Le Bénin a interdit la transhumance transfrontalière. Quelles sont vos premières impressions ?
Cela a duré 11 jours comme vous le dites parce qu’au prime abord il y a eu l’arrêté interministériel qui comme chaque année organise et règlemente le déroulement de la campagne. Elle est supposée se dérouler du 15 décembre 2019 au 31 mai 2020. Mais le 26 décembre dernier, il y a eu cette décision qui par un autre arrêté interdit le déroulement de la transhumance transfrontalière. Cette précision est de taille. A mon entendement, la transhumance nationale va se dérouler suivant les modalités retenues et qui ont été précisées par une autre décision du Conseil des ministres qui limite le Bénin en deux zones. Une zone part du Nord de Dassa jusqu’à la côte où tous les animaux qui résident dans ce terroir pourront mouvoir dans cet espace. Une deuxième zone part du Nord de Dassa jusqu’au niveau de Malanville, les frontières du Nigéria, du Niger, du Burkina et du Togo. C’est l’entrée des animaux venant de l’extérieur de notre pays qui est interdite, à mon entendement.

Mais pourquoi faut-il interdire l’entrée sur le territoire national ?
Actuellement au niveau de l’Afrique de l’Ouest en général, on est confronté à beaucoup de problèmes d’insécurité, de pressions des fois endogènes. Les gouvernants s’interrogent sur les dispositions à prendre et l’efficacité des mesures. Je me dis que la plupart des gouvernants de nos jours essaient d’abord de se rétracter sur eux-mêmes pour certainement trouver d’autres solutions avant d’ouvrir les frontières comme c’est le cas du Nigéria voisin qui seul sait pourquoi il a pris une mesure pareille. Donc au niveau du Bénin, étant légalistes nous constatons que la décision a été prise et on s’organise au niveau des éleveurs pour voir comment nous comporter et surtout voir comment discuter avec nos frères des pays voisins. Même nous Béninois, nous avons des animaux qui se trouvent actuellement au Togo, au Nigéria et qui doivent revenir. Il faut beaucoup de tacts entre acteurs pour traverser cette période.

C’est quoi en réalité la transhumance ?
C’est un élevage pastoral, le pastoralisme. C’est un élevage extensif dont le fondement est la valorisation des ressources naturelles. Les animaux vont au pâturage et reviennent. La mobilité est un élément fondamental et intrinsèque au pastoralisme. On parle de transhumance quand de façon saisonnière, les animaux se déplacent en quête d’eau et de pâturage pour quitter une zone A pour une zone B. Cette transhumance peut être interne, donc c’est une transhumance nationale comme elle peut-être transfrontalière donc régit par une décision de la Cedeao qui permet la libre circulation des personnes et des animaux sur tout l’espace des pays de la Cedeao.
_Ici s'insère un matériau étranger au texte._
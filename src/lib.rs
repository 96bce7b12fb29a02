//! # voidlang
//!
//! voidlang is a tree-walking interpreter for Void, a small imperative
//! scripting language. It lexes, parses, and executes a single source
//! text, emitting output to a console sink and reading input from a
//! blocking prompt.

#![warn(
    clippy::redundant_clone,
    clippy::needless_pass_by_value,
    clippy::similar_names,
    clippy::large_enum_variant,
    clippy::string_lit_as_bytes,
    clippy::match_same_arms,
    clippy::cargo,
    clippy::nursery,
    clippy::perf,
    clippy::style,
    clippy::suspicious,
    clippy::correctness,
    clippy::complexity,
    clippy::pedantic,
)]
#![allow(clippy::missing_errors_doc)]

use crate::interpreter::{evaluator::core::Context, evaluator::io::Console, lexer, parser};

/// Defines the structure of parsed code.
///
/// This module declares the `Program`, `Stmt`, and `Expr` types that
/// represent the syntactic structure of source code as a tree. The AST is
/// built by the parser and traversed by the evaluator.
///
/// # Responsibilities
/// - Defines statement and expression types for all language constructs.
/// - Attaches source lines to AST nodes for error reporting.
pub mod ast;
/// Provides unified error types for lexing, parsing, and evaluation.
///
/// This module defines all errors that can be raised while interpreting a
/// program. It standardizes error reporting and carries detailed
/// information about failures, including source locations.
///
/// # Responsibilities
/// - Defines error enums for all failure modes (lexer, parser, evaluator).
/// - Attaches positions and detailed messages for context.
/// - Supports integration with standard error handling traits.
pub mod error;
/// Orchestrates the entire process of code execution.
///
/// This module ties together lexing, parsing, evaluation, value
/// representations, error handling, and console I/O to provide a complete
/// runtime for Void programs.
///
/// # Responsibilities
/// - Coordinates all core components: lexer, parser, evaluator, values.
/// - Provides the entry points for executing programs.
/// - Manages the flow of data and errors between phases.
pub mod interpreter;
/// General utilities for safe numeric conversion.
///
/// Reusable helpers shared by the evaluator for converting between `i64`
/// and `f64` without silent data loss.
pub mod util;

/// Truncates a source text at the first `@VoidEnd … ;` marker.
///
/// The driver calls this before lexing so that anything after the marker
/// is invisible to the interpreter. The parser independently tolerates
/// both a present and an absent trailing marker, so truncated input with
/// no marker is accepted too.
///
/// # Example
/// ```
/// use voidlang::strip_after_end_marker;
///
/// let source = "@VoidApp \"A\"; main() {} @VoidEnd; leftover notes";
/// assert_eq!(strip_after_end_marker(source),
///            "@VoidApp \"A\"; main() {} @VoidEnd;");
///
/// let bare = "@VoidApp \"A\"; main() {}";
/// assert_eq!(strip_after_end_marker(bare), bare);
/// ```
#[must_use]
pub fn strip_after_end_marker(source: &str) -> &str {
    if let Some(start) = source.find("@VoidEnd")
       && let Some(semi) = source[start..].find(';')
    {
        &source[..start + semi + 1]
    } else {
        source
    }
}

/// Executes a complete Void program.
///
/// Lexes and parses the source, then walks the tree against `console`.
/// `seed` fixes the random number source: with identical input lines and
/// an identical seed, the output is byte-identical across runs.
///
/// # Errors
/// Returns the first [`error::LexerError`], [`error::ParseError`], or
/// [`error::RuntimeError`] encountered, boxed.
///
/// # Examples
/// ```
/// use voidlang::{interpreter::evaluator::io::CaptureConsole, run_script};
///
/// let mut console = CaptureConsole::new();
/// run_script("@VoidApp \"Demo\"; main() { echo(\"hi\"); }", &mut console, 7).unwrap();
///
/// assert!(console.output().contains("hi"));
///
/// // A malformed program surfaces its error instead.
/// let mut console = CaptureConsole::new();
/// assert!(run_script("main() {}", &mut console, 7).is_err());
/// ```
pub fn run_script(source: &str,
                  console: &mut dyn Console,
                  seed: u64)
                  -> Result<(), Box<dyn std::error::Error>> {
    let tokens = lexer::lex(source)?;
    let program = parser::core::parse_program(&tokens)?;

    let mut context = Context::new(console, seed);
    context.execute(&program)?;
    Ok(())
}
Il y a donc la transhumance nationale et sous régionale. Est-ce qu’il y a des spécificités qui les différencient ?
La seule spécificité est que les animaux quittent un Etat pour un autre quand on parle de transhumance transfrontalière. Il y a des axes qui ont été définis au niveau de la Cedeao, notamment trois grands axes qui permettent aux pays du Sahel que leurs animaux pendant la pression puissent se déplacer puisqu’ils n’ont plus d’eau et de ressources pendant la période. Il faudrait faire comprendre à ceux qui sont proches du Sud et qui ne sont pas trop proches de l’élevage de prendre l’exemple de l’inondation. Quand il y a l’inondation, on ne demande pas à quelqu’un de rester parce que c’est une question de vie ou de mort. Pendant la période de grande transhumance, c’est ce phénomène qui se déroule. C’est social, économique et c’est un élément fondamental pour l’intégration régional. Mais aujourd’hui, il y a la question de l’insécurité qui est là et entre les Etats aussi, la confiance est un peu rompue.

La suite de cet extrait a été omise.